When I click a checkbox, it would add checked to the database under the correct one, either apples, oranges, or grapes.
If I add a field to the textbox such as: Bannanas, then it would add "Bannanas" to the database field vother and show that in the database.
This is all fine, but what if the next picture has all 4 items, plus another one? Such as if the next picture had Apples, Oranges, Grapes, Bannanas, and Plums?
How could I have the "Bannanas" other category, change into a checkbox category that could be chosen for the next pics when I go to the add images page next time.
So that when I go to the second picture to submit, it would give me the option of not just 3 checkboxes, but 4 checkboxes now, that I could check the first 4, "Apples, Oranges, Grapes, Bannanas" and then put Plums in the other category.
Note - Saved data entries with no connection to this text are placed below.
pub mod hotel;
pub mod quote;
pub mod reservation;

use actix_web::{
    HttpResponse, Responder, ResponseError, body::BoxBody,
    dev::HttpServiceFactory, get, web,
};
use jiff::civil::Date;
use payloads::requests::{self, RoomRequest};
use pricing::PricingError;

use crate::backend::BackendError;
use crate::occupancy::OccupancyError;

pub fn api_services() -> impl HttpServiceFactory {
    web::scope("/api")
        .service(health_check)
        .service(hotel::list_hotels)
        .service(hotel::get_hotel)
        .service(hotel::hotel_occupancy)
        .service(hotel::remove_image)
        .service(quote::quote)
        .service(quote::distribute_total)
        .service(quote::edit_day)
        .service(reservation::list_reservations)
        // before the {reservation_id} routes so "export" isn't taken as an id
        .service(reservation::export_reservations)
        .service(reservation::get_reservation)
        .service(reservation::reservation_summary)
        .service(reservation::reservation_receipt)
        .service(reservation::update_pricing)
        .service(reservation::relocate_reservation)
        .service(reservation::capture_deposit)
}

#[get("/health_check")]
pub async fn health_check() -> impl Responder {
    HttpResponse::Ok().body("healthy")
}

#[derive(Debug, thiserror::Error)]
pub enum APIError {
    #[error("Bad request")]
    BadRequest(#[source] anyhow::Error),
    #[error("Not found")]
    NotFound(#[source] anyhow::Error),
    #[error("Booking backend unavailable")]
    Upstream(#[source] anyhow::Error),
    #[error("Something went wrong")]
    UnexpectedError(#[from] anyhow::Error),
}

impl ResponseError for APIError {
    fn error_response(&self) -> HttpResponse<BoxBody> {
        match self {
            Self::BadRequest(e) => {
                HttpResponse::BadRequest().body(format!("{self}: {e}"))
            }
            Self::NotFound(e) => {
                HttpResponse::NotFound().body(format!("{self}: {e}"))
            }
            Self::Upstream(e) => {
                tracing::error!("{e:#}");
                HttpResponse::BadGateway().body(self.to_string())
            }
            Self::UnexpectedError(e) => {
                tracing::error!("{e:#}");
                HttpResponse::InternalServerError().body(self.to_string())
            }
        }
    }
}

impl From<BackendError> for APIError {
    fn from(e: BackendError) -> Self {
        match e {
            BackendError::HotelNotFound
            | BackendError::ReservationNotFound
            | BackendError::ImageNotFound => APIError::NotFound(e.into()),
            // the backend refused what we sent
            BackendError::Status(status, _) if status.is_client_error() => {
                APIError::BadRequest(e.into())
            }
            BackendError::Status(..) | BackendError::Network(_) => {
                APIError::Upstream(e.into())
            }
        }
    }
}

impl From<PricingError> for APIError {
    fn from(e: PricingError) -> Self {
        APIError::BadRequest(e.into())
    }
}

impl From<OccupancyError> for APIError {
    fn from(e: OccupancyError) -> Self {
        APIError::BadRequest(e.into())
    }
}

fn bad_request(message: impl Into<String>) -> APIError {
    APIError::BadRequest(anyhow::anyhow!(message.into()))
}

fn validate_rooms(rooms: &[RoomRequest]) -> Result<(), APIError> {
    match requests::validate_room_requests(rooms).error_message() {
        Some(message) => Err(bad_request(message)),
        None => Ok(()),
    }
}

fn validate_stay(checkin: Date, checkout: Date) -> Result<(), APIError> {
    if checkout <= checkin {
        return Err(bad_request("Check-out must be after check-in"));
    }
    Ok(())
}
Basically upon submit it takes what is in the other feild and addes a new category to the database, which is then displayed in the array of checkbox choices and it is removed from the Other Category now, for it is a checkbox. (thus it would not want the value left in the old field, for it would keep creating the same category over and rewriting the old data possibly.
Anyway, any suggestions?
Thanks in advance.
(It sounds like this is more of a database design question and not a php question, but I may be misunderstanding what it is you are looking for advice on)
It sounds like you are saying that these attributes (Apples, Orange, etc) are stored as columns in your main table; but the situation you are describing sounds more like Tagging. Typically you would maintain a list of things that get tagged (your images), and a separate list of all possible tags (Which would be a table containing the rows : Apple, Orange, Grape). Your UI has the option to select from pre-existing tags (rows in the tag table) or add a new tag using the "Other" box. New tags would be added as a new row to the tag table. Since tags and tagged items have a many-to-many relationship you would create a third table (called a join table) that stores keys of tagged items and keys of tags; that way you can select either side of the relationship easily : get all the tags for a given item; get all the items with a given tag.
Does that help?
(EDIT : for comments)
So, Activities sounds like the list of Tags. If I want to show a form with checkboxes for all the Activities I can query the activities table for them. Each of those checkboxes can have a name attribute or something that captures the ID of the row that its bound to.
Also I would select from the join table the ids of the tags that my currently viewed image has selected. As I am populating the checkbox list I can check this result set to see if the id of the checkbox I'm putting on the page is in the list of tags for the image.
To store this back to the db on submit, the easiest thing is probably to (in a transaction) delete all the entries for the image from the join table and replace them with new entries based on the state of the check boxes in the form.
Drop the apples, oranges and grapes columns.
Create a second table with two fields: imageID and itemtype.
Don't make any of the two a key. Now you can list as many different types of items for each image as you need. It will be comparatively expensive to get the list of item types in use from the database but unless you have millions of items this shouldn't be a problem. (Mikeb is suggesting to keep the list of item types in use in a separate table to speed this up.)
The alternative is to dynamically add a column to the first table for each item type you encounter. This will create a very sparse table. I wouldn't do this.
You need to change your database schema to support an infinite number of attributes.
You should move your list of attributes from a set of fields in the record to a list of related records in a new table. This new table requires 2 columns. The first is the primary key from the existing table so you can establish the relationship between the tables. The second is the attribute field ('Bananas' or 'Apples' or 'Plums', etc.) You can have as many records in the attributes table as you like for each record in your main table. You could also have no attribute records if none are checked.
This kind of relationship between two tables is called a one-to-many relationship.